Each worker runs a mix of tasks, making it difficult to reason about the behaviour and performance of a particular task, since it is not possible to isolate its resource usage.
Logs from multiple tasks are written into a single file making it hard to identify errors and exceptions associated with a particular task, and causes tasks that log verbosely to swamp the logs of other tasks.
An unhandled exception in a single task takes down the whole worker process killing other (perfectly fine) tasks.
Storm assumes that every worker is homogeneous, which results in inefficient utilization of allocated resources, and often results in over-provisioning.
Because of the large amount of memory allocated to workers, use of common profiling tools becomes very cumbersome. Dumps take so long that the heartbeats are missed and the supervisor kills the process (preventing the dump from completing).

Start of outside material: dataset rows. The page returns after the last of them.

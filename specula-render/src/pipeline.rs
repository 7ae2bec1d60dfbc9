//! Per-camera SSR pipeline and its setup / execute / cleanup lifecycle.

use std::collections::BTreeMap;

use crate::backend::SsrBackend;
use crate::commands::Command;
use crate::error::SsrError;
use crate::frame::{frame_uniforms, CameraFrame, FrameContext};
use crate::jitter::HaltonJitter;
use crate::report::{DegradeLog, FrameReport, SkipReason, Stage, StageStatus};
use crate::resources::FrameResources;
use crate::settings::SsrSettings;
use crate::stages;
use crate::targets::{frame_target_spec, TargetKey};
use crate::temporal::TemporalState;

/// Where a pipeline is within the current frame.
#[derive(Clone, Copy, Debug, PartialEq, Eq)]
pub enum Phase {
    /// No frame in flight; frame targets released.
    Idle,
    /// Targets allocated for the current camera frame.
    Ready,
    /// Commands submitted; waiting for cleanup.
    Executed,
}

/// Per-camera frame callbacks, called in order once per camera per frame.
pub trait CameraPass {
    fn setup(
        &mut self,
        backend: &mut dyn SsrBackend,
        camera: &CameraFrame,
    ) -> Result<(), SsrError>;

    fn execute(&mut self, backend: &mut dyn SsrBackend) -> Result<FrameReport, SsrError>;

    fn cleanup(&mut self, backend: &mut dyn SsrBackend) -> Result<(), SsrError>;

    /// Drives one whole frame. Cleanup runs even when setup or execute fail.
    fn run_frame(
        &mut self,
        backend: &mut dyn SsrBackend,
        camera: &CameraFrame,
    ) -> Result<FrameReport, SsrError> {
        let result = self
            .setup(backend, camera)
            .and_then(|()| self.execute(backend));
        let cleanup = self.cleanup(backend);
        let report = result?;
        cleanup?;
        Ok(report)
    }
}

pub struct SsrPipeline {
    settings: SsrSettings,
    /// Settings handed in while a frame is in flight, applied at cleanup.
    pending_settings: Option<SsrSettings>,
    resources: FrameResources,
    temporal: TemporalState,
    jitter: HaltonJitter,
    phase: Phase,
    camera: Option<CameraFrame>,
    setup_failures: BTreeMap<TargetKey, SkipReason>,
    frame_index: u64,
    degrade_log: DegradeLog,
}

impl SsrPipeline {
    pub fn new(settings: SsrSettings) -> Self {
        Self {
            settings: settings.sanitized(),
            pending_settings: None,
            resources: FrameResources::new(),
            temporal: TemporalState::new(),
            jitter: HaltonJitter::new(),
            phase: Phase::Idle,
            camera: None,
            setup_failures: BTreeMap::new(),
            frame_index: 0,
            degrade_log: DegradeLog::default(),
        }
    }

    /// Settings the current frame runs with.
    pub fn settings(&self) -> &SsrSettings {
        &self.settings
    }

    /// Takes effect at the next setup. A frame already set up keeps the
    /// settings its targets were sized for until cleanup.
    pub fn set_settings(&mut self, settings: SsrSettings) {
        let settings = settings.sanitized();
        if self.phase == Phase::Idle {
            self.settings = settings;
        } else {
            self.pending_settings = Some(settings);
        }
    }

    pub fn pending_settings(&self) -> Option<&SsrSettings> {
        self.pending_settings.as_ref()
    }

    fn apply_pending_settings(&mut self) {
        if let Some(settings) = self.pending_settings.take() {
            self.settings = settings;
        }
    }

    pub fn phase(&self) -> Phase {
        self.phase
    }

    pub fn temporal(&self) -> &TemporalState {
        &self.temporal
    }

    pub fn jitter(&self) -> &HaltonJitter {
        &self.jitter
    }

    pub fn resources(&self) -> &FrameResources {
        &self.resources
    }

    pub fn frame_index(&self) -> u64 {
        self.frame_index
    }

    /// Drops every target including history. Used when the camera goes away.
    pub fn release(&mut self, backend: &mut dyn SsrBackend) {
        self.resources.release_all(backend);
        self.temporal.reset();
        self.jitter.reset();
        self.phase = Phase::Idle;
        self.camera = None;
        self.setup_failures.clear();
        self.apply_pending_settings();
    }

    fn lifecycle(&self, call: &'static str) -> SsrError {
        SsrError::Lifecycle {
            call,
            phase: self.phase,
        }
    }

    fn record_stages(ctx: &mut FrameContext<'_>) -> Result<(), SsrError> {
        let debug = ctx.settings.debug_mode.is_enabled();

        let status = stages::depth::copy_source(ctx)?;
        ctx.report.record(Stage::CopySource, status);
        let status = stages::depth::copy_depth(ctx)?;
        ctx.report.record(Stage::CopyDepth, status);
        let status = stages::depth::build_hiz(ctx)?;
        ctx.report.record(Stage::HiZ, status);
        let status = stages::ray_march::ray_march(ctx)?;
        ctx.report.record(Stage::RayMarch, status);

        if debug {
            let status = stages::debug::debug_view(ctx)?;
            ctx.report.record(Stage::Debug, status);
            for stage in [Stage::Resolve, Stage::Temporal, Stage::Blur, Stage::Composite] {
                ctx.report
                    .record(stage, StageStatus::Skipped(SkipReason::DebugOverride));
            }
            return Ok(());
        }

        ctx.report
            .record(Stage::Debug, StageStatus::Skipped(SkipReason::Disabled));
        let status = stages::resolve::resolve(ctx)?;
        ctx.report.record(Stage::Resolve, status);
        let status = stages::resolve::temporal(ctx)?;
        ctx.report.record(Stage::Temporal, status);
        let status = stages::blur::blur(ctx)?;
        ctx.report.record(Stage::Blur, status);
        let status = stages::composite::composite(ctx)?;
        ctx.report.record(Stage::Composite, status);
        Ok(())
    }
}

impl Default for SsrPipeline {
    fn default() -> Self {
        Self::new(SsrSettings::default())
    }
}

impl CameraPass for SsrPipeline {
    /// Allocates or resizes the frame targets. Calling it again in the same
    /// frame with the same camera changes nothing.
    fn setup(
        &mut self,
        backend: &mut dyn SsrBackend,
        camera: &CameraFrame,
    ) -> Result<(), SsrError> {
        if self.phase == Phase::Executed {
            return Err(self.lifecycle("setup"));
        }
        let resolution = camera.resolution;
        if resolution.is_empty() {
            return Err(SsrError::EmptyResolution {
                width: resolution.width,
                height: resolution.height,
            });
        }

        self.setup_failures.clear();
        for key in TargetKey::FRAME_TARGETS {
            let Some(spec) = frame_target_spec(key, self.settings.down_sample) else {
                continue;
            };
            match self
                .resources
                .ensure(backend, key, spec.describe(resolution), spec.lifetime)
            {
                Ok(allocation) => {
                    if key == TargetKey::TaaHistory && allocation.fresh {
                        self.temporal.invalidate_history();
                    }
                }
                Err(e) if e.is_degradable() => {
                    log::debug!("SSR target {key:?} unavailable: {e}");
                    self.setup_failures
                        .insert(key, SkipReason::UnsupportedFormat(key));
                }
                Err(e) => {
                    log::error!("SSR setup failed allocating {key:?}: {e}");
                    return Err(e);
                }
            }
        }

        self.camera = Some(*camera);
        self.phase = Phase::Ready;
        Ok(())
    }

    fn execute(&mut self, backend: &mut dyn SsrBackend) -> Result<FrameReport, SsrError> {
        let camera = match (self.phase, self.camera) {
            (Phase::Ready, Some(camera)) => camera,
            _ => return Err(self.lifecycle("execute")),
        };
        self.phase = Phase::Executed;
        let frame_index = self.frame_index;
        self.frame_index += 1;

        self.temporal.begin_frame(camera.view_proj());
        let jitter = self.jitter.next_offset();

        let mut ctx = FrameContext::new(
            &mut *backend,
            &mut self.resources,
            &self.settings,
            &camera,
            &self.setup_failures,
            frame_index,
        );
        let uniforms =
            frame_uniforms(&self.settings, &camera, &ctx.sizes, &self.temporal, jitter);
        ctx.commands.push(Command::SetFrameUniforms(Box::new(uniforms)));

        let recorded = Self::record_stages(&mut ctx);
        let FrameContext {
            commands,
            mut report,
            transients,
            ..
        } = ctx;

        if let Err(e) = recorded {
            log::error!("SSR frame {frame_index} recording failed: {e}");
            for id in transients {
                backend.release_target(id);
            }
            return Err(e);
        }

        report.commands_submitted = commands.len();
        if let Err(e) = backend.submit(commands) {
            log::error!("SSR frame {frame_index} submission failed: {e}");
            return Err(e);
        }

        if report.completed(Stage::Temporal) {
            self.temporal.commit();
        }
        self.degrade_log.observe(&report);
        Ok(report)
    }

    fn cleanup(&mut self, backend: &mut dyn SsrBackend) -> Result<(), SsrError> {
        if self.phase == Phase::Idle {
            return Err(self.lifecycle("cleanup"));
        }
        self.resources.release_frame_targets(backend);
        self.camera = None;
        self.phase = Phase::Idle;
        self.apply_pending_settings();
        Ok(())
    }
}
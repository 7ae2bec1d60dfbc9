//! Logical render targets of one camera frame and the policy that sizes them.
//!
//! Every size is derived from the camera's base resolution and the downsample
//! factor, so two frames with the same inputs describe identical targets.

use crate::texture_size::TextureSize;

pub const MAX_HIZ_LEVELS: u32 = 7;

#[derive(Clone, Copy, Debug, PartialEq, Eq, Hash, PartialOrd, Ord)]
pub enum TargetKey {
    /// Copy of the camera colour before any SSR write.
    Source,
    /// Hi-Z chain, mip i holds level i.
    HiZ,
    /// Storage-writable scratch for Hi-Z level i (i >= 1).
    HiZLevel(u8),
    /// Hit UV in xy, hit depth in z.
    HitData,
    HitMask,
    Resolved,
    TaaCurrent,
    TaaHistory,
    Combine,
    /// Full-size output of the blur pyramid.
    BlurOutput,
    BlurLevel(u8),
    BlurIntermediate,
}

impl TargetKey {
    /// Frame targets allocated at setup, in allocation order.
    pub const FRAME_TARGETS: [TargetKey; 8] = [
        TargetKey::Source,
        TargetKey::HiZ,
        TargetKey::HitData,
        TargetKey::HitMask,
        TargetKey::Resolved,
        TargetKey::TaaCurrent,
        TargetKey::TaaHistory,
        TargetKey::Combine,
    ];

    pub fn is_stage_transient(self) -> bool {
        matches!(
            self,
            TargetKey::HiZLevel(_)
                | TargetKey::BlurOutput
                | TargetKey::BlurLevel(_)
                | TargetKey::BlurIntermediate
        )
    }
}

#[derive(Clone, Copy, Debug, PartialEq, Eq, Hash)]
pub enum TargetFormat {
    /// Half-float colour.
    Rgba16Float,
    Rgba32Float,
    R32Float,
}

impl TargetFormat {
    pub fn bytes_per_texel(self) -> u32 {
        match self {
            TargetFormat::Rgba16Float => 8,
            TargetFormat::Rgba32Float => 16,
            TargetFormat::R32Float => 4,
        }
    }
}

#[derive(Clone, Copy, Debug, Default, PartialEq, Eq, Hash)]
pub enum FilterMode {
    #[default]
    Point,
    Bilinear,
}

#[derive(Clone, Copy, Debug, Default, PartialEq, Eq, Hash)]
pub enum StorageAccess {
    #[default]
    None,
    WriteOnly,
    ReadWrite,
}

#[derive(Clone, Copy, Debug, Default, PartialEq, Eq, Hash)]
pub enum Lifetime {
    /// Released at camera cleanup.
    #[default]
    Frame,
    /// Survives cleanup; reallocated only when its descriptor changes.
    Persistent,
}

#[derive(Clone, Copy, Debug, Default, PartialEq, Eq, Hash)]
pub enum MipLevels {
    #[default]
    One,
    /// Full chain for the size, capped at the given count.
    Chain(u32),
}

/// Concrete, backend-facing description of a target.
#[derive(Clone, Copy, Debug, PartialEq, Eq, Hash)]
pub struct TargetDesc {
    pub size: TextureSize,
    pub format: TargetFormat,
    /// 0 or 24. A non-zero value asks for a depth companion usable as the
    /// depth attachment of a geometry pass into this target.
    pub depth_bits: u8,
    pub mip_levels: u32,
    pub filter: FilterMode,
    pub storage: StorageAccess,
    /// Written as a colour attachment by a fullscreen or geometry pass.
    pub render_target: bool,
}

impl TargetDesc {
    /// Single-mip, point-filtered render target.
    pub fn color(size: TextureSize, format: TargetFormat) -> Self {
        Self {
            size,
            format,
            depth_bits: 0,
            mip_levels: 1,
            filter: FilterMode::Point,
            storage: StorageAccess::None,
            render_target: true,
        }
    }

    /// Compute-only scratch target.
    pub fn storage(size: TextureSize, format: TargetFormat, access: StorageAccess) -> Self {
        Self {
            size,
            format,
            depth_bits: 0,
            mip_levels: 1,
            filter: FilterMode::Point,
            storage: access,
            render_target: false,
        }
    }

    pub fn with_filter(mut self, filter: FilterMode) -> Self {
        self.filter = filter;
        self
    }

    /// Approximate GPU memory of the colour chain, used for pool statistics.
    pub fn byte_size(&self) -> u64 {
        let mut total = 0u64;
        let mut size = self.size;
        for _ in 0..self.mip_levels {
            total += size.texel_count() * self.format.bytes_per_texel() as u64;
            size = size.mip_halved();
        }
        total
    }
}

/// Allocation policy of a frame target relative to the camera resolution.
#[derive(Clone, Copy, Debug, PartialEq, Eq)]
pub struct TargetSpec {
    pub down_sample_x: u32,
    pub down_sample_y: u32,
    pub format: TargetFormat,
    pub depth_bits: u8,
    pub mip_levels: MipLevels,
    pub filter: FilterMode,
    pub storage: StorageAccess,
    pub render_target: bool,
    pub lifetime: Lifetime,
}

impl TargetSpec {
    pub const fn full(format: TargetFormat) -> Self {
        Self {
            down_sample_x: 1,
            down_sample_y: 1,
            format,
            depth_bits: 0,
            mip_levels: MipLevels::One,
            filter: FilterMode::Point,
            storage: StorageAccess::None,
            render_target: true,
            lifetime: Lifetime::Frame,
        }
    }

    pub const fn down_sampled(mut self, factor: u32) -> Self {
        self.down_sample_x = factor;
        self.down_sample_y = factor;
        self
    }

    pub const fn with_depth(mut self, bits: u8) -> Self {
        self.depth_bits = bits;
        self
    }

    pub const fn with_mips(mut self, mips: MipLevels) -> Self {
        self.mip_levels = mips;
        self
    }

    pub const fn persistent(mut self) -> Self {
        self.lifetime = Lifetime::Persistent;
        self
    }

    pub fn describe(&self, base: TextureSize) -> TargetDesc {
        let size = base.downsampled(self.down_sample_x, self.down_sample_y);
        let mip_levels = match self.mip_levels {
            MipLevels::One => 1,
            MipLevels::Chain(max) => size.full_mip_count().min(max.max(1)),
        };
        TargetDesc {
            size,
            format: self.format,
            depth_bits: self.depth_bits,
            mip_levels,
            filter: self.filter,
            storage: self.storage,
            render_target: self.render_target,
        }
    }
}

/// Spec of each frame target for a downsample factor.
pub fn frame_target_spec(key: TargetKey, down_sample: u32) -> Option<TargetSpec> {
    let spec = match key {
        TargetKey::Source => TargetSpec::full(TargetFormat::Rgba16Float),
        TargetKey::HiZ => {
            TargetSpec::full(TargetFormat::R32Float).with_mips(MipLevels::Chain(MAX_HIZ_LEVELS))
        }
        TargetKey::HitData => TargetSpec::full(TargetFormat::Rgba32Float).with_depth(24),
        TargetKey::HitMask => TargetSpec::full(TargetFormat::R32Float),
        TargetKey::Resolved => {
            TargetSpec::full(TargetFormat::Rgba16Float).down_sampled(down_sample)
        }
        TargetKey::TaaCurrent => TargetSpec::full(TargetFormat::Rgba16Float),
        TargetKey::TaaHistory => TargetSpec::full(TargetFormat::Rgba16Float).persistent(),
        TargetKey::Combine => TargetSpec::full(TargetFormat::Rgba16Float),
        _ => return None,
    };
    Some(spec)
}

#[cfg(test)]
mod tests {
    use super::*;

    #[test]
    fn test_downsampled_resolved() {
        let base = TextureSize::new(1920, 1080);
        let resolved = frame_target_spec(TargetKey::Resolved, 2).unwrap().describe(base);
        assert_eq!(resolved.size, TextureSize::new(960, 540));
        let taa = frame_target_spec(TargetKey::TaaCurrent, 2).unwrap().describe(base);
        assert_eq!(taa.size, base);
        let combine = frame_target_spec(TargetKey::Combine, 2).unwrap().describe(base);
        assert_eq!(combine.size, base);
    }

    #[test]
    fn test_hiz_mip_chain_is_capped() {
        let spec = frame_target_spec(TargetKey::HiZ, 1).unwrap();
        assert_eq!(spec.describe(TextureSize::new(1920, 1080)).mip_levels, 7);
        assert_eq!(spec.describe(TextureSize::new(16, 8)).mip_levels, 5);
        assert_eq!(spec.describe(TextureSize::new(1, 1)).mip_levels, 1);
    }

    #[test]
    fn test_frame_specs() {
        for key in TargetKey::FRAME_TARGETS {
            assert!(frame_target_spec(key, 1).is_some(), "{key:?}");
            assert!(!key.is_stage_transient());
        }
        assert!(frame_target_spec(TargetKey::BlurOutput, 1).is_none());
        assert_eq!(
            frame_target_spec(TargetKey::TaaHistory, 1).unwrap().lifetime,
            Lifetime::Persistent
        );
        assert_eq!(frame_target_spec(TargetKey::HitData, 1).unwrap().depth_bits, 24);
    }

    #[test]
    fn test_byte_size_counts_mips() {
        let desc = TargetDesc {
            mip_levels: 2,
            ..TargetDesc::color(TextureSize::new(4, 4), TargetFormat::R32Float)
        };
        assert_eq!(desc.byte_size(), (16 + 4) * 4);
    }
}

Re-architecting Storm to run one task per-worker would led to big inefficiencies in resource usage and limit the degree of parallelism achieved.
Each tuple has to pass through four (count ’em) threads in the worker process from the point of entry to the point of exit. This design leads to significant overhead and contention issues.
Nimbus is functionally overloaded and becomes an operational bottleneck.
Storm workers belonging to different topologies but running on the same machine can interfere with each other, which leads to untraceable performance issues. Thus Twitter had to run production Storm topologies in isolation on dedicated machines. Which of course leads to wasted resources.
Nimbus is a single point of failure. When it fails, you can’t submit any new topologies or kill existing ones. Nor can any topology that undergoes failures be detected and recovered.
There is no backpressure mechanism. This can result in unbounded tuple drops with little visibility into the situation when acknowledgements are disabled. Work done by upstream components can be lost, and in extreme scenarios the topology can fail to make any progress while consuming all resources.
A tuple failure anywhere in the tuple tree leads to failure of the whole tuple tree.
Topologies using a large amount of RAM for a worker encounter gc cycles greater than a minute.
There can be a lot of contention at the transfer queues, especially when a worker runs several executors.
To mitigate some of these performance risks, Twitter often had to over provision the allocated resources. And they really do mean overprovision – one of their topologies used 600 cores at an average 20-30% utilization. From the analysis, one would have expected the topology to require only 150 cores.